Jazz live
Publié le 25 Fév 2024 • Par Xavier Prévost

Pierrick Pédron Quartet revisite Ornette au Sunside

Une soirée singulière, d’une densité musicale extrême : une relecture très autonome, et hardie, du répertoire de l’édition originale du disque « The Shape Of Jazz To Come » enregistré par Ornette Coleman en mai 1959 et publié en octobre de la même année sous le label Atlantic. Une aventure, car il s’agit de reprendre un programme qui marque un tournant dans l’histoire de cette musique, un programme enregistré quelques semaines seulement après le « Kind Of Blue » de Miles Davis, qui marquait aussi un (autre) tournant. De surcroît la reprise se fait dans une instrumentation différente : le groupe d’Ornette avec sax alto, cornet, contrebasse et batterie ; celui de Pierrick Pédron avec sax alto, piano, contrebasse et batterie. Un projet longuement mûri avec le concours de Daniel Yvinec pour la direction artistique, et de Laurent Couthaliac pour les arrangements.
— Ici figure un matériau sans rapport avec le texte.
impl<'de, T: DeserializeOwned> Deserialize<'de> for ProgramNode<T> {
    fn deserialize<D: Deserializer<'de>>(deserializer: D) -> Result<Self, D::Error> {
        let (tag, mut f) = Incoming::envelope(deserializer, "program node")?;
        decode(|| {
            let location: Location = f.opt(1)?.unwrap_or_default();
            let info: T = f.get(2)?;
            Ok(match tag {
                1 => ProgramNode::Literal(LiteralNode {
                    value: f.get(3)?,
                    location,
                    info,
                }),
                2 => ProgramNode::Variable(Variable {
                    name: f.get(3)?,
                    location,
                    info,
                }),
                3 => ProgramNode::Lambda(Lambda {
                    params: f.opt(3)?.unwrap_or_default(),
                    body: f.get(4)?,
                    location,
                    info,
                }),
                4 => ProgramNode::Apply(Apply {
                    func: f.get(3)?,
                    args: f.opt(4)?.unwrap_or_default(),
                    location,
                    info,
                }),
                5 => ProgramNode::Let(Let {
                    binding: f.get(3)?,
                    bound: f.opt(4)?,
                    body: f.get(5)?,
                    location,
                    info,
                }),
                6 => ProgramNode::Conditional(Conditional {
                    condition: f.get(3)?,
                    then_branch: f.get(4)?,
                    else_branch: f.get(5)?,
                    location,
                    info,
                }),
                7 => ProgramNode::ObjectLiteral(ObjectLiteral {
                    fields: f.opt(3)?.unwrap_or_default(),
                    location,
                    info,
                }),
                8 => ProgramNode::ArrayLiteral(ArrayLiteral {
                    elements: f.opt(3)?.unwrap_or_default(),
                    location,
                    info,
                }),
                9 => ProgramNode::BinaryOp(BinaryOp {
                    op: f.get(3)?,
                    left: f.get(4)?,
                    right: f.get(5)?,
                    location,
                    info,
                }),
                10 => {
                    let Effect(effect) = f.get(3)?;
                    ProgramNode::EffectRequest(EffectRequest {
                        effect,
                        target: f.get(4)?,
                        fallback: f.opt(5)?,
                        location,
                        info,
                    })
                }
                11 => ProgramNode::Comment(Comment {
                    text: f.get(3)?,
                    target: f.get(4)?,
                    location,
                    info,
                }),
                12 => ProgramNode::LetRec(LetRec {
                    bindings: f.get(3)?,
                    bound: f.opt(4)?,
                    body: f.get(5)?,
                    location,
                    info,
                }),
                13 => ProgramNode::FieldAccess(FieldAccess {
                    object: f.get(3)?,
                    field: f.get(4)?,
                    location,
                    info,
                }),
                14 => ProgramNode::UnaryOp(UnaryOp {
                    op: f.get(3)?,
                    operand: f.get(4)?,
                    location,
                    info,
                }),
                15 => ProgramNode::Loop(Loop {
                    var: f.get(3)?,
                    count: f.get(4)?,
                    body: f.get(5)?,
                    location,
                    info,
                }),
                tag => return Err(f.unknown(tag)),
            })
        })
    }
}

impl Serialize for Kind {
    fn serialize<S: Serializer>(&self, serializer: S) -> Result<S::Ok, S::Error> {
        let fields = Outgoing::new();
        let (tag, fields) = match self {
            Kind::Star => (1, fields),
            Kind::Arrow(domain, codomain) => (2, fields.with(1, domain).with(2, codomain)),
            Kind::Row(names) => (3, fields.with(1, names)),
        };
        fields.envelope(tag, serializer)
    }
}

impl<'de> Deserialize<'de> for Kind {
    fn deserialize<D: Deserializer<'de>>(deserializer: D) -> Result<Self, D::Error> {
        let (tag, mut f) = Incoming::envelope(deserializer, "kind")?;
        decode(|| {
            Ok(match tag {
                1 => Kind::Star,
                2 => Kind::Arrow(f.get(1)?, f.get(2)?),
                3 => Kind::Row(f.opt(1)?.unwrap_or_default()),
                tag => return Err(f.unknown(tag)),
            })
        })
    }
}

impl Serialize for CoreType {
    fn serialize<S: Serializer>(&self, serializer: S) -> Result<S::Ok, S::Error> {
        let fields = Outgoing::new();
        let (tag, fields) = match self {
            CoreType::TypeVariable(index) => (1, fields.with(1, index)),
            CoreType::Arrow(domain, codomain) => (2, fields.with(1, domain).with(2, codomain)),
            CoreType::Forall(kind, body) => (3, fields.with(1, kind).with(2, body)),
            CoreType::TypeConstructor { name, kind, args } => {
                (4, fields.with(1, name).with(2, kind).with(3, args))
            }
            CoreType::BaseType(name) => (5, fields.with(1, name)),
            CoreType::Mu(body) => (6, fields.with(1, body)),
            CoreType::EffectType(kinds, result) => {
                (7, fields.with(1, &effects(kinds)).with(2, result))
            }
        };
        fields.envelope(tag, serializer)
    }
}

impl<'de> Deserialize<'de> for CoreType {
    fn deserialize<D: Deserializer<'de>>(deserializer: D) -> Result<Self, D::Error> {
        let (tag, mut f) = Incoming::envelope(deserializer, "core type")?;
        decode(|| {
            Ok(match tag {
                1 => CoreType::TypeVariable(f.get(1)?),
                2 => CoreType::Arrow(f.get(1)?, f.get(2)?),
                3 => CoreType::Forall(f.get(1)?, f.get(2)?),
                4 => CoreType::TypeConstructor {
                    name: f.get(1)?,
                    kind: f.get(2)?,
                    args: f.opt(3)?.unwrap_or_default(),
                },
                5 => CoreType::BaseType(f.get(1)?),
                6 => CoreType::Mu(f.get(1)?),
                7 => CoreType::EffectType(from_effects(f.get(1)?), f.get(2)?),
                tag => return Err(f.unknown(tag)),
            })
        })
    }
}

impl Serialize for FixGuard {
    fn serialize<S: Serializer>(&self, serializer: S) -> Result<S::Ok, S::Error> {
        match self {
            FixGuard::Fuel(fuel) => Outgoing::new().with(1, fuel).envelope(1, serializer),
            FixGuard::Measure(measures) => {
                Outgoing::new().with(1, measures).envelope(2, serializer)
            }
        }
    }
}

impl<'de> Deserialize<'de> for FixGuard {
    fn deserialize<D: Deserializer<'de>>(deserializer: D) -> Result<Self, D::Error> {
        let (tag, mut f) = Incoming::envelope(deserializer, "guard")?;
        decode(|| match tag {
            1 => Ok(FixGuard::Fuel(f.get(1)?)),
            2 => Ok(FixGuard::Measure(f.get(1)?)),
            tag => Err(f.unknown(tag)),
        })
    }
}

impl Serialize for CasePattern {
    fn serialize<S: Serializer>(&self, serializer: S) -> Result<S::Ok, S::Error> {
        let fields = Outgoing::new();
        let (tag, fields) = match self {
            CasePattern::Constructor { name, arity } => (1, fields.with(1, name).with(2, arity)),
            CasePattern::Literal(literal) => (2, fields.with(1, literal)),
            CasePattern::Wildcard => (3, fields),
        };
        fields.envelope(tag, serializer)
    }
}

impl<'de> Deserialize<'de> for CasePattern {
    fn deserialize<D: Deserializer<'de>>(deserializer: D) -> Result<Self, D::Error> {
        let (tag, mut f) = Incoming::envelope(deserializer, "case pattern")?;
        decode(|| {
            Ok(match tag {
                1 => CasePattern::Constructor {
                    name: f.get(1)?,
                    arity: f.get(2)?,
                },
                2 => CasePattern::Literal(f.get(1)?),
                3 => CasePattern::Wildcard,
                tag => return Err(f.unknown(tag)),
            })
        })
    }
}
Après une résidence de travail à La Passerelle, scène nationale de Saint-Brieuc (solidarité artistique bretonne!), le groupe inaugurait sur scène cette aventure, à Paris au Sunside, avec deux concerts par soir les 23 & 24 février

PIERRICK PÉDRON Quartet

Pierrick Pédron (saxophone alto), Carl-Henri Morisset (piano), Thomas Bramerie (contrebasse) & Elie Martin-Charrière (batterie)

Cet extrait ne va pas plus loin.